How blockchain can open up energy markets
Aside from the buzzing neologism of Web3, there’s a lesser catchy but almost as crucial notion of Industry 4.0, which incorporates cutting-edge technologies that will shape the future industrial landscape. Blockchain is at the center of these systems in particular when it comes to the energy sector and energy markets.
The authors of a recent EUBlockchain Observatory study “Blockchain Applications in the Energy Sector” believe that distributed ledger technology (DLT) may become a key enabling technology and has a high possibility to impact or even disrupting the energy sector.
Given the five D’s of the Digital Green Shift, this comes as no surprise: deregulation, decarbonization, decentralization, digitization, and democratization.
The main deterrent to the wider usage of blockchain technologies in the energy system is how existing energy markets are structured.

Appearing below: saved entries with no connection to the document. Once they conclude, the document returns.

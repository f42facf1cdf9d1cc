//! Monthly task instance generation.
//!
//! Generation is a set difference: the slots a template's pattern expands
//! to for a month, minus the slots already stored for that (client,
//! template, month). Each missing slot becomes one client task. The insert
//! is conflict-tolerant on the slot key, so a concurrent or repeated run
//! never duplicates an instance.

use serde::Serialize;
use std::collections::HashSet;
use tracing::{debug, info};

use super::pattern::{SlotKey, expand_pattern, expand_slots};
use crate::error::{EngineError, EngineResult};
use crate::store::{NewClientTask, NewTask, RecordStore};
use crate::types::{Board, ClientTask, GenerationTemplate, MonthRef};

/// What a generation run did.
#[derive(Debug, Clone, Default, Serialize)]
pub struct GenerationOutcome {
    pub template_id: String,
    pub month: Option<MonthRef>,
    /// Client tasks inserted by this run.
    pub created: Vec<ClientTask>,
    /// Slots that were already present (including lost insert races).
    pub existing: usize,
    /// General tasks created or linked for standard client tasks.
    pub mirrored: usize,
}

impl GenerationOutcome {
    fn empty(template_id: &str, month: MonthRef) -> Self {
        Self {
            template_id: template_id.to_string(),
            month: Some(month),
            ..Default::default()
        }
    }
}

/// Idempotency key of the general task mirroring `client_task_id`.
pub fn mirror_key(client_task_id: &str) -> String {
    format!("client_task:{}", client_task_id)
}

/// Create the client tasks `template_id` is missing for `month`.
pub fn generate_for_template(
    store: &dyn RecordStore,
    client_id: &str,
    template_id: &str,
    month: MonthRef,
) -> EngineResult<GenerationOutcome> {
    let client = store
        .get_client(client_id)?
        .ok_or_else(|| EngineError::not_found("client", client_id))?;
    let template = store
        .get_template(template_id)?
        .filter(|t| t.client_id == client.id)
        .ok_or_else(|| EngineError::not_found("template", template_id))?;

    if !template.is_active {
        debug!(template_id, "Template inactive, nothing to generate");
        return Ok(GenerationOutcome::empty(template_id, month));
    }
    if let Some(reason) = &template.pattern_error {
        return Err(EngineError::validation(
            "generation_pattern",
            format!("stored pattern is malformed: {}", reason),
        ));
    }

    let slots = expand_pattern(
        &template.generation_pattern,
        month,
        template.default_due_days,
        template.fifth_week,
    )?;
    let expected = expand_slots(&slots);

    let stored = store.list_generated_client_tasks(client_id, template_id, month)?;
    let present: HashSet<SlotKey> = stored
        .iter()
        .filter_map(|ct| match (ct.slot_date, ct.slot_index) {
            (Some(due_date), Some(slot_index)) => Some(SlotKey {
                due_date,
                slot_index,
            }),
            _ => None,
        })
        .collect();

    let mut outcome = GenerationOutcome::empty(template_id, month);
    let total = expected.len().max(template.delivery_count as usize);

    for (n, slot) in expected.iter().enumerate() {
        if present.contains(slot) {
            outcome.existing += 1;
            continue;
        }
        let new_task = NewClientTask {
            client_id: client.id.clone(),
            title: instance_title(&template, n + 1, total),
            description: template.description.clone(),
            template_id: Some(template.id.clone()),
            month_year_reference: Some(month),
            due_date: Some(slot.due_date),
            board: Some(Board::General),
            is_standard_task: template.is_standard_task,
            public_approval_enabled: template.public_approval_enabled,
            slot: Some(*slot),
            ..Default::default()
        };
        match store.insert_generated_client_task(&new_task)? {
            Some(created) => outcome.created.push(created),
            // Lost the race to a concurrent run; its row satisfies the slot.
            None => outcome.existing += 1,
        }
    }

    if template.is_standard_task {
        // Re-read so rows from earlier partial runs get their mirror too
        let all = store.list_generated_client_tasks(client_id, template_id, month)?;
        for ct in all.iter().filter(|ct| ct.main_task_id.is_none()) {
            let main_task_id = mirror_client_task(store, ct)?;
            if let Some(created) = outcome.created.iter_mut().find(|c| c.id == ct.id) {
                created.main_task_id = Some(main_task_id);
            }
            outcome.mirrored += 1;
        }
    }

    info!(
        client_id,
        template_id,
        month = %month,
        created = outcome.created.len(),
        existing = outcome.existing,
        mirrored = outcome.mirrored,
        "Generated client tasks"
    );
    Ok(outcome)
}

fn instance_title(template: &GenerationTemplate, n: usize, total: usize) -> String {
    format!("{} ({}/{})", template.title, n, total)
}

/// Create (or find) the general task for a standard client task and link it.
fn mirror_client_task(store: &dyn RecordStore, client_task: &ClientTask) -> EngineResult<String> {
    let task = store.insert_task_if_absent(&NewTask {
        user_id: client_task.user_id.clone(),
        title: client_task.title.clone(),
        description: client_task.description.clone(),
        due_date: client_task.due_date,
        time: client_task.time.clone(),
        board: Some(client_task.current_board),
        generation_key: Some(mirror_key(&client_task.id)),
        ..Default::default()
    })?;
    store.link_main_task(&client_task.id, &task.id)?;
    Ok(task.id)
}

In most countries throughout the world, because small-scale flexibility assets such as residential batteries, electric vehicles, heat pumps, and others require a license, participation in energy markets may only be achieved by way of their representation by an aggregator.

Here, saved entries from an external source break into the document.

//! Tiered configuration loading.
//!
//! Built-in defaults, then the project file, then the user file, then
//! environment variables. YAML tiers are merged key by key, so a file only
//! needs the keys it changes.

use super::types::Config;
use anyhow::{Context, Result};
use serde_json::Value;
use std::path::{Path, PathBuf};
use tracing::{debug, warn};

/// Where a setting came from (lowest to highest priority).
#[derive(Debug, Clone, Copy, PartialEq, Eq, PartialOrd, Ord)]
pub enum ConfigTier {
    Defaults = 0,
    Project = 1,
    User = 2,
    Environment = 3,
}

impl std::fmt::Display for ConfigTier {
    fn fmt(&self, f: &mut std::fmt::Formatter<'_>) -> std::fmt::Result {
        match self {
            ConfigTier::Defaults => write!(f, "defaults"),
            ConfigTier::Project => write!(f, "project"),
            ConfigTier::User => write!(f, "user"),
            ConfigTier::Environment => write!(f, "environment"),
        }
    }
}

/// Directories searched for `config.yaml`.
#[derive(Debug, Clone)]
pub struct ConfigPaths {
    pub project_dir: Option<PathBuf>,
    pub user_dir: Option<PathBuf>,
}

impl Default for ConfigPaths {
    fn default() -> Self {
        Self::discover()
    }
}

impl ConfigPaths {
    /// `./task-rollover` and `~/.task-rollover`.
    pub fn discover() -> Self {
        Self {
            project_dir: Some(PathBuf::from("task-rollover")),
            user_dir: dirs::home_dir().map(|h| h.join(".task-rollover")),
        }
    }

    pub fn with_dirs(project_dir: Option<PathBuf>, user_dir: Option<PathBuf>) -> Self {
        Self {
            project_dir,
            user_dir,
        }
    }

    fn file(&self, tier: ConfigTier) -> Option<PathBuf> {
        let dir = match tier {
            ConfigTier::Project => self.project_dir.as_ref(),
            ConfigTier::User => self.user_dir.as_ref(),
            _ => None,
        }?;
        Some(dir.join("config.yaml"))
    }
}

/// Loads and holds the merged configuration.
#[derive(Debug, Clone)]
pub struct ConfigLoader {
    pub paths: ConfigPaths,
    config: Config,
    /// Files that contributed, in merge order.
    sources: Vec<PathBuf>,
    /// Tiers that contributed, lowest priority first.
    tiers: Vec<ConfigTier>,
}

impl ConfigLoader {
    pub fn load() -> Result<Self> {
        Self::load_with_paths(ConfigPaths::discover())
    }

    /// Load with explicit directories.
    ///
    /// `TASK_ROLLOVER_CONFIG_PATH` replaces the file tiers with a single file.
    /// Environment overrides apply either way.
    pub fn load_with_paths(paths: ConfigPaths) -> Result<Self> {
        let mut merged = serde_json::to_value(Config::default())?;
        let mut sources = Vec::new();
        let mut tiers = vec![ConfigTier::Defaults];
        debug!(tier = %ConfigTier::Defaults, "Seeded config defaults");

        if let Ok(explicit) = std::env::var("TASK_ROLLOVER_CONFIG_PATH") {
            let path = PathBuf::from(explicit);
            let overlay = read_yaml(&path)?
                .with_context(|| format!("config file {} not found", path.display()))?;
            debug!(tier = %ConfigTier::User, path = %path.display(), "Loaded explicit config file");
            merge_into(&mut merged, overlay);
            sources.push(path);
            // Stands in for both file tiers
            tiers.push(ConfigTier::User);
        } else {
            for tier in [ConfigTier::Project, ConfigTier::User] {
                let Some(path) = paths.file(tier) else {
                    continue;
                };
                match read_yaml(&path) {
                    Ok(Some(overlay)) => {
                        debug!(tier = %tier, path = %path.display(), "Loaded config tier");
                        merge_into(&mut merged, overlay);
                        sources.push(path);
                        tiers.push(tier);
                    }
                    Ok(None) => {}
                    // A broken optional tier should not stop the process
                    Err(e) => warn!(tier = %tier, path = %path.display(), error = %e, "Ignoring config file"),
                }
            }
        }

        let mut config: Config =
            serde_json::from_value(merged).context("invalid merged configuration")?;
        let overridden = apply_env_overrides(&mut config)?;
        if !overridden.is_empty() {
            debug!(tier = %ConfigTier::Environment, vars = ?overridden, "Applied config overrides");
            tiers.push(ConfigTier::Environment);
        }

        Ok(Self {
            paths,
            config,
            sources,
            tiers,
        })
    }

    pub fn config(&self) -> &Config {
        &self.config
    }

    pub fn config_mut(&mut self) -> &mut Config {
        &mut self.config
    }

    pub fn into_config(self) -> Config {
        self.config
    }

    pub fn sources(&self) -> &[PathBuf] {
        &self.sources
    }

    pub fn tiers(&self) -> &[ConfigTier] {
        &self.tiers
    }
}

/// Read a YAML file as a JSON value; `None` when the file does not exist.
fn read_yaml(path: &Path) -> Result<Option<Value>> {
    if !path.exists() {
        return Ok(None);
    }
    let content = std::fs::read_to_string(path)?;
    let value: Value = serde_yaml::from_str(&content)
        .with_context(|| format!("failed to parse {}", path.display()))?;
    Ok(Some(value))
}

/// Overlay `overlay` onto `base`. Maps merge per key, a null leaves the base
/// value alone, anything else replaces it.
pub fn merge_into(base: &mut Value, overlay: Value) {
    match (base, overlay) {
        (Value::Object(base_map), Value::Object(overlay_map)) => {
            for (key, value) in overlay_map {
                match base_map.get_mut(&key) {
                    Some(existing) => merge_into(existing, value),
                    None => {
                        base_map.insert(key, value);
                    }
                }
            }
        }
        (_, Value::Null) => {}
        (slot, value) => *slot = value,
    }
}

/// Apply `TASK_ROLLOVER_*` overrides, returning the variables that were set.
fn apply_env_overrides(config: &mut Config) -> Result<Vec<&'static str>> {
    let mut applied = Vec::new();
    if let Ok(db_path) = std::env::var("TASK_ROLLOVER_DB_PATH") {
        config.server.db_path = PathBuf::from(db_path);
        applied.push("TASK_ROLLOVER_DB_PATH");
    }
    if let Ok(tz) = std::env::var("TASK_ROLLOVER_DEFAULT_TZ") {
        config.rollover.default_timezone = tz;
        applied.push("TASK_ROLLOVER_DEFAULT_TZ");
    }
    if let Ok(port) = std::env::var("TASK_ROLLOVER_PORT") {
        config.server.port = port
            .parse()
            .with_context(|| format!("TASK_ROLLOVER_PORT is not a port number: {}", port))?;
        applied.push("TASK_ROLLOVER_PORT");
    }
    Ok(applied)
}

When considering a more direct market design, where flexible assets, regardless of their capacity, can directly bid into an energy market, marginal costs are reduced and distributed energy resources can participate more readily in energy markets.

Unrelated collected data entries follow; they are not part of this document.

mod generation_tests {
    use super::*;

    fn monthly_template(db: &Database) {
        db.create_template(&NewTemplate::new(
            "c1",
            "Post",
            vec![RawPatternEntry::new(1, Weekday::Mon, 1)],
        ))
        .unwrap();
    }

    #[tokio::test]
    async fn test_rollover_generates_current_month_once() {
        let db = Arc::new(seeded_db());
        monthly_template(&db);
        let engine = engine(&db);

        let first = engine.run_user("u1", now(), Some(date(2024, 5, 2))).await.unwrap();
        assert_eq!(first.generated, 1);

        let second = engine.run_user("u1", now(), Some(date(2024, 5, 3))).await.unwrap();
        assert_eq!(second.generated, 0);
        assert_eq!(db.list_client_tasks("c1").unwrap().len(), 1);
    }

    #[tokio::test]
    async fn test_lookahead_includes_next_month() {
        let db = Arc::new(seeded_db());
        monthly_template(&db);
        let settings = RolloverSettings {
            generation_lookahead_days: 7,
            ..Default::default()
        };
        let engine = RolloverEngine::new(db.clone(), Arc::new(LogNotifier), settings);

        let outcome = engine.run_user("u1", now(), Some(date(2024, 5, 28))).await.unwrap();
        assert_eq!(outcome.generated, 2);
    }
}

mod timezone_tests {
    use super::*;

    #[tokio::test]
    async fn test_today_is_local_to_the_user() {
        let db = Arc::new(seeded_db());
        db.create_user(Some("kiri".into()), "Kai", Some("Pacific/Kiritimati")).unwrap();

        // 12:00 UTC is already the next day at UTC+14
        let outcome = engine(&db).run_user("kiri", now(), None).await.unwrap();
        assert_eq!(outcome.today, Some(date(2024, 5, 2)));
        assert_eq!(outcome.timezone, "Pacific/Kiritimati");

        let outcome = engine(&db).run_user("u1", now(), None).await.unwrap();
        assert_eq!(outcome.today, Some(date(2024, 5, 1)));
    }

    #[tokio::test]
    async fn test_unknown_timezone_falls_back_to_default() {
        let db = Arc::new(seeded_db());
        db.create_user(Some("lost".into()), "Lu", Some("Mars/Olympus")).unwrap();

        let outcome = engine(&db).run_user("lost", now(), None).await.unwrap();
        assert_ne!(outcome.status, UserStatus::Failed);
        assert_eq!(outcome.timezone, "UTC");
        assert_eq!(outcome.today, Some(date(2024, 5, 1)));
    }
}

Blockchain technology, through the use of decentralized identifiers and verifiable credentials, allows for this simple access by small-scale distributed energy resources into energy markets.
Furthermore, as new business models emerge that utilize consumer energy data to allow consumers to provide energy efficiency and management services, it is more important than ever for the prosumer to have the ability to consent for the distribution, processing, and storage of their energy data.